To run this environment, you need to install

Getting Started

Start off by cloning this repository.

$ git clone git@github.com:clearlydefined/docker_dev_env_experiment.git

Change into that directory:

$ cd docker_dev_env_experiment

I prefer to clone my copies of the ClearlyDefined repos into this directory as well

$ git clone git@github.com:clearlydefined/website.git
$ git clone git@github.com:clearlydefined/service.git
$ git clone git@github.com:clearlydefined/crawler.git

Alternately, you can edit the docker-compose.yml file to point to where you have those repos cloned on your local system:

docker-compose.yml

version: "3.8"
services:
  web:
    build:
      context: <path-to-website-repo-on-your-system>
      dockerfile: DevDockerfile
    ports: 
      - "3000:3000"
    stdin_open: true
  service:
    build:
      context: <path-to-service-repo-on-your-system>
      dockerfile: DevDockerfile
    ports:
      - "4000:4000"
    env_file: .env
    volumes:
      - ./harvested_data:/tmp/harvested_data/
    links:
      - clearlydefined_mongo_db
      - crawler
  crawler:
    build:
      context: <path-to-crawler-repo-on-your-system>
      dockerfile: DevDockerfile
    env_file: .env
    volumes:
      - ./harvested_data:/tmp/harvested_data/
    ports:
      - "5000:5000"

Setting up environmental variables

This environment handles environmental variables a little differently from the historical Clearly Defined dev environment instructions.

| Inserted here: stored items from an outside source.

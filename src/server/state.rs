//! Shared application state

use std::sync::Arc;

use crate::config::RagConfig;
use crate::providers::{EmbeddingProvider, LlmProvider, VectorIndex};
use crate::retrieval::Retriever;

/// Shared state for all request handlers
///
/// Holds only `Arc`s; handlers build everything request-scoped per call, so
/// concurrent queries need no coordination.
#[derive(Clone)]
pub struct AppState {
    config: Arc<RagConfig>,
    embedder: Arc<dyn EmbeddingProvider>,
    llm: Arc<dyn LlmProvider>,
    index: Arc<dyn VectorIndex>,
}

impl AppState {
    /// Create state from a config and injected providers
    pub fn new(
        config: Arc<RagConfig>,
        embedder: Arc<dyn EmbeddingProvider>,
        llm: Arc<dyn LlmProvider>,
        index: Arc<dyn VectorIndex>,
    ) -> Self {
        Self {
            config,
            embedder,
            llm,
            index,
        }
    }

    /// The immutable configuration
    pub fn config(&self) -> &RagConfig {
        &self.config
    }

    /// The embedding provider
    pub fn embedder(&self) -> &dyn EmbeddingProvider {
        self.embedder.as_ref()
    }

    /// The LLM provider
    pub fn llm(&self) -> &dyn LlmProvider {
        self.llm.as_ref()
    }

    /// Build a retriever over the vector index
    pub fn retriever(&self) -> Retriever {
        Retriever::new(
            Arc::clone(&self.index),
            self.config.retrieval.snippet_chars,
        )
    }
}
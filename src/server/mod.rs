//! HTTP server for the RAG system

pub mod routes;
pub mod state;

use axum::{routing::get, Json, Router};
use serde_json::json;
use std::net::SocketAddr;
use tower_http::{
    compression::CompressionLayer,
    cors::{Any, CorsLayer},
    trace::TraceLayer,
};

use crate::config::RagConfig;
use crate::error::{Error, Result};
use state::AppState;

/// Build the router with all routes and middleware
pub fn router(state: AppState) -> Router {
    let cors = CorsLayer::new()
        .allow_origin(Any)
        .allow_methods(Any)
        .allow_headers(Any);

    Router::new()
        .route("/health", get(health))
        .merge(routes::routes())
        .with_state(state)
        .layer(TraceLayer::new_for_http())
        .layer(CompressionLayer::new())
        .layer(cors)
}

/// RAG HTTP server
pub struct RagServer {
    config: RagConfig,
    state: AppState,
}

impl RagServer {
    /// Create a server over prepared state
    pub fn new(config: RagConfig, state: AppState) -> Self {
        Self { config, state }
    }

    /// The address the server will bind to
    pub fn address(&self) -> String {
        format!("{}:{}", self.config.server.host, self.config.server.port)
    }

    /// Bind and serve until shutdown
    pub async fn start(self) -> Result<()> {
        let addr: SocketAddr = self
            .address()
            .parse()
            .map_err(|e| Error::Config(format!("Invalid address: {e}")))?;

        let app = router(self.state);

        tracing::info!("Starting RAG server on http://{addr}");

        let listener = tokio::net::TcpListener::bind(addr)
            .await
            .map_err(|e| Error::Config(format!("Failed to bind: {e}")))?;

        axum::serve(listener, app)
            .await
            .map_err(|e| Error::internal(format!("Server error: {e}")))?;

        Ok(())
    }
}

/// Liveness endpoint
async fn health() -> Json<serde_json::Value> {
    Json(json!({ "status": "ok" }))
}
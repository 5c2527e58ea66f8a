//! Gold-layer batch builder
//!
//! Reads the book metadata table, chunks each silver text, and persists the
//! resulting chunk table as CSV and Parquet. A missing silver file skips that
//! book with a warning; a missing metadata table fails the batch.

use std::collections::HashSet;
use std::path::{Path, PathBuf};

use serde::Deserialize;

use crate::config::ChunkingConfig;
use crate::error::{Error, Result};

use super::chunker::chunk_spans;
use super::table::{self, ChunkRecord};

/// Chunk ids are zero-padded to five digits; past this many chunks per book
/// the lexicographic ordering guarantee no longer holds.
const CHUNK_ID_ORDER_LIMIT: u32 = 100_000;

/// One row of the book metadata table
#[derive(Debug, Clone, Deserialize)]
pub struct BookMeta {
    /// Stable book identifier
    pub book_id: String,
    /// Book title
    pub title: String,
    /// Path to the cleaned silver text, absolute or relative to the base dir
    pub silver_path: String,
}

/// Outcome of a gold build
#[derive(Debug)]
pub struct GoldBuild {
    /// All chunk records, grouped by book in metadata order
    pub records: Vec<ChunkRecord>,
    /// Number of books chunked
    pub books_processed: usize,
    /// Number of books skipped because their silver text was missing
    pub books_skipped: usize,
    /// Path of the written CSV table
    pub csv_path: PathBuf,
    /// Path of the written Parquet table
    pub parquet_path: PathBuf,
}

/// Build the gold chunk table from silver texts.
///
/// Chunking parameters are validated before any document is read, so a bad
/// `chunk_size`/`overlap` pair fails the whole batch up front.
pub fn build_gold(
    meta_csv: &Path,
    base_dir: &Path,
    gold_dir: &Path,
    chunking: &ChunkingConfig,
) -> Result<GoldBuild> {
    // Validate once; the empty text never yields chunks.
    chunk_spans("", chunking.chunk_size, chunking.overlap)?;

    if !meta_csv.exists() {
        return Err(Error::missing_input(format!(
            "Metadata CSV not found: {}",
            meta_csv.display()
        )));
    }

    std::fs::create_dir_all(gold_dir)?;

    let mut reader = csv::Reader::from_path(meta_csv)?;
    let books: Vec<BookMeta> = reader.deserialize().collect::<std::result::Result<_, _>>()?;

    let mut records = Vec::new();
    let mut seen_ids: HashSet<String> = HashSet::new();
    let mut books_processed = 0usize;
    let mut books_skipped = 0usize;

    for book in &books {
        let mut silver_path = PathBuf::from(&book.silver_path);
        if silver_path.is_relative() {
            silver_path = base_dir.join(silver_path);
        }

        if !silver_path.exists() {
            tracing::warn!(
                book_id = %book.book_id,
                path = %silver_path.display(),
                "Missing silver text, skipping book"
            );
            books_skipped += 1;
            continue;
        }

        // Mirror a lossy read: silver files occasionally carry stray bytes.
        let bytes = std::fs::read(&silver_path)?;
        let text = String::from_utf8_lossy(&bytes);

        for (chunk_index, span) in chunk_spans(&text, chunking.chunk_size, chunking.overlap)?
            .enumerate()
        {
            let chunk_index = chunk_index as u32;
            if chunk_index == CHUNK_ID_ORDER_LIMIT {
                tracing::warn!(
                    book_id = %book.book_id,
                    "Book exceeds {CHUNK_ID_ORDER_LIMIT} chunks; chunk_id ordering is no longer lexicographic"
                );
            }

            let chunk_id = format!("{}_{:05}", book.book_id, chunk_index);
            if !seen_ids.insert(chunk_id.clone()) {
                return Err(Error::internal(format!(
                    "Duplicate chunk_id '{chunk_id}'; book_id values must be unique"
                )));
            }

            let chunk_path = if chunking.write_chunk_files {
                let file = gold_dir.join(format!("{chunk_id}.txt"));
                std::fs::write(&file, span.text)?;
                file.display().to_string()
            } else {
                String::new()
            };

            records.push(ChunkRecord {
                chunk_id,
                book_id: book.book_id.clone(),
                title: book.title.clone(),
                chunk_index,
                char_start: span.char_start as u64,
                char_end: span.char_end as u64,
                n_chars: (span.char_end - span.char_start) as u64,
                n_words: span.text.split_whitespace().count() as u64,
                chunk_text: span.text.to_string(),
                chunk_path,
            });
        }

        books_processed += 1;
    }

    let csv_path = gold_dir.join("gold_chunks.csv");
    let parquet_path = gold_dir.join("gold_chunks.parquet");
    table::write_csv(&records, &csv_path)?;
    table::write_parquet(&records, &parquet_path)?;

    tracing::info!(
        chunks = records.len(),
        books = books_processed,
        skipped = books_skipped,
        csv = %csv_path.display(),
        parquet = %parquet_path.display(),
        "Wrote gold chunk table"
    );

    Ok(GoldBuild {
        records,
        books_processed,
        books_skipped,
        csv_path,
        parquet_path,
    })
}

The docker-compose.yml file loads environmental variables from a .env file.

To set this up, copy the sample_env file in this repo to .env

$ cp sample_env .env

And add in appropriate values to the .env file:

(You will need a GitHub token with minimal permissions)

(You can use the same GitHub token for both CURATION_GITHUB_TOKEN and CRAWLER_GITHUB_TOKEN)

.env

# Curation GitHub Info
CURATION_GITHUB_BRANCH="master"
CURATION_GITHUB_OWNER="clearlydefined"
CURATION_GITHUB_REPO="curated-data-dev"
CURATION_GITHUB_TOKEN="<your GitHub token>"

# Curation Store Info
CURATION_MONGO_CONNECTION_STRING="mongodb://clearlydefined_mongo_db"
CURATION_MONGO_DB_NAME="clearlydefined"
CURATION_MONGO_COLLECTION_NAME="curations"
CURATION_PROVIDER="github"
CURATION_STORE_PROVIDER="mongo"

# Definition Store Info
DEFINITION_STORE_PROVIDER="mongo"
DEFINITION_MONGO_CONNECTION_STRING="mongodb://clearlydefined_mongo_db"
DEFINITION_MONGO_DB_NAME="clearlydefined"
DEFINITION_MONGO_COLLECTION_NAME="definitions-paged"

# Harvest Store Info
HARVEST_STORE_PROVIDER="file"

# Note - this is mounted as a volume 
# into the container for the 
# clearly defined service
# see docker-compose.yml for more details
FILE_STORE_LOCATION="/tmp/harvested_data"

# Crawler Info
CRAWLER_API_URL="http://crawler:5000"
CRAWLER_GITHUB_TOKEN="<your GitHub token>"
CRAWLER_DEADLETTER_PROVIDER=cd(file)
CRAWLER_NAME=cdcrawlerlocal
CRAWLER_QUEUE_PROVIDER=memory
CRAWLER_STORE_PROVIDER=cd(file)

Now, from withing your docker_dev_env_experiment directory, run:

$ docker-compose build
$ docker-compose up

And head to http://localhost:3000 to see your running website UI along with some seeded data!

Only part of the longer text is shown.